Otros países han manifestado públicamente su apoyo y alineamiento estratégico con estas iniciativas. A los ejemplos citados se suman: Argentina, Bolivia, Chile, Costa Rica, El Salvador, Guyana, Panamá, Perú, Trinidad y Tobago, entre otros. Parte de esta estrategia se ha ejecutado a través de la coalición de países Escudo de las Américas y continua difuminando el límite entre la seguridad interior y la defensa.
El pasado 8 de julio en la Conferencia de Ministros de Defensa de las Américas, realizada en Cusco, Perú, el subsecretario de Guerra de EE UU, Elbridge Colby, señaló que la inversión regional en defensa era baja y que debía elevarse al nivel exigido a otros aliados: 5% del PIB (3,5% en gastos militares básicos más 1,5% en gastos relacionados con seguridad). El promedio mundial es cercano al 2,5% del PIB y en América Latina ronda el 1,4%. De concretarse un aumento de esa magnitud, podría desestabilizarse a la región y desatar una carrera armamentista sin precedentes; incluso una alza menor ya resultaría compleja.
La estrategia de interferencia política e intervención militar del gobierno de Trump es geopolítica y va más allá de las presiones comerciales. La forma en que EE UU ejerce el poder, sumada a la respuesta permisiva de la mayoría de los países de la región, es uno de los cambios más importantes de las últimas décadas y debe ser una señal de alerta.

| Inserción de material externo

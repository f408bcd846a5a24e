// src/plan/assets.rs

use std::fs;
use std::path::{Path, PathBuf};

use crate::errors::{FleetdagError, Result};

pub const APT_CONFIG_SCRIPT: &str = "scripts/apt-config.sh";
pub const BASE_SETUP_SCRIPT: &str = "scripts/base-setup.sh";
pub const CLEANUP_SCRIPT: &str = "scripts/cleanup.sh";
pub const CREATE_SWAP_SCRIPT: &str = "scripts/create-swap.sh";
pub const RESTORE_COMPOSE_TEMPLATE: &str = "templates/restore-compose.yml";
pub const SERVICE_COMPOSE_TEMPLATE: &str = "templates/compose.yml";
pub const CONFIG_DIR: &str = "config";

/// Fixed layout of the provisioning assets under one root directory.
#[derive(Debug, Clone, PartialEq, Eq)]
pub struct AssetLayout {
    root: PathBuf,
}

impl AssetLayout {
    pub fn new(root: impl Into<PathBuf>) -> Self {
        Self { root: root.into() }
    }

    pub fn apt_config_script(&self) -> PathBuf {
        self.root.join(APT_CONFIG_SCRIPT)
    }

    pub fn base_setup_script(&self) -> PathBuf {
        self.root.join(BASE_SETUP_SCRIPT)
    }

    pub fn cleanup_script(&self) -> PathBuf {
        self.root.join(CLEANUP_SCRIPT)
    }

    pub fn create_swap_script(&self) -> PathBuf {
        self.root.join(CREATE_SWAP_SCRIPT)
    }

    pub fn restore_compose_template(&self) -> PathBuf {
        self.root.join(RESTORE_COMPOSE_TEMPLATE)
    }

    pub fn service_compose_template(&self) -> PathBuf {
        self.root.join(SERVICE_COMPOSE_TEMPLATE)
    }

    pub fn config_dir(&self) -> PathBuf {
        self.root.join(CONFIG_DIR)
    }

    /// Read a template at plan-build time. Templates are rendered before any
    /// remote action, so an unreadable one aborts the run up front.
    pub fn read_template(&self, path: &Path) -> Result<String> {
        fs::read_to_string(path).map_err(|e| {
            FleetdagError::config(
                "assets",
                format!("cannot read template {}: {e}", path.display()),
            )
        })
    }
}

En tiempos en que el orden internacional desde la Segunda Guerra Mundial está en cuestión y el uso de la fuerza se impone en el continente, es vital no guardar silencio y defender un camino distinto. Las amenazas son diversas y no todas tienen una respuesta militar: se debe limitar el proceso de securitización que avanza sin freno por el continente y reivindicar la separación entre labores policiales y militares; y, especialmente, evitar un aumento injustificado del gasto en defensa que pueda desestabilizar el continente. Finalmente, la región debe reactivar sus organismos regionales, propiciar una articulación multilateral —y no una simple alineación con EE UU— y honrar sus compromisos internacionales, restableciendo el derecho internacional y el respeto a los derechos humanos.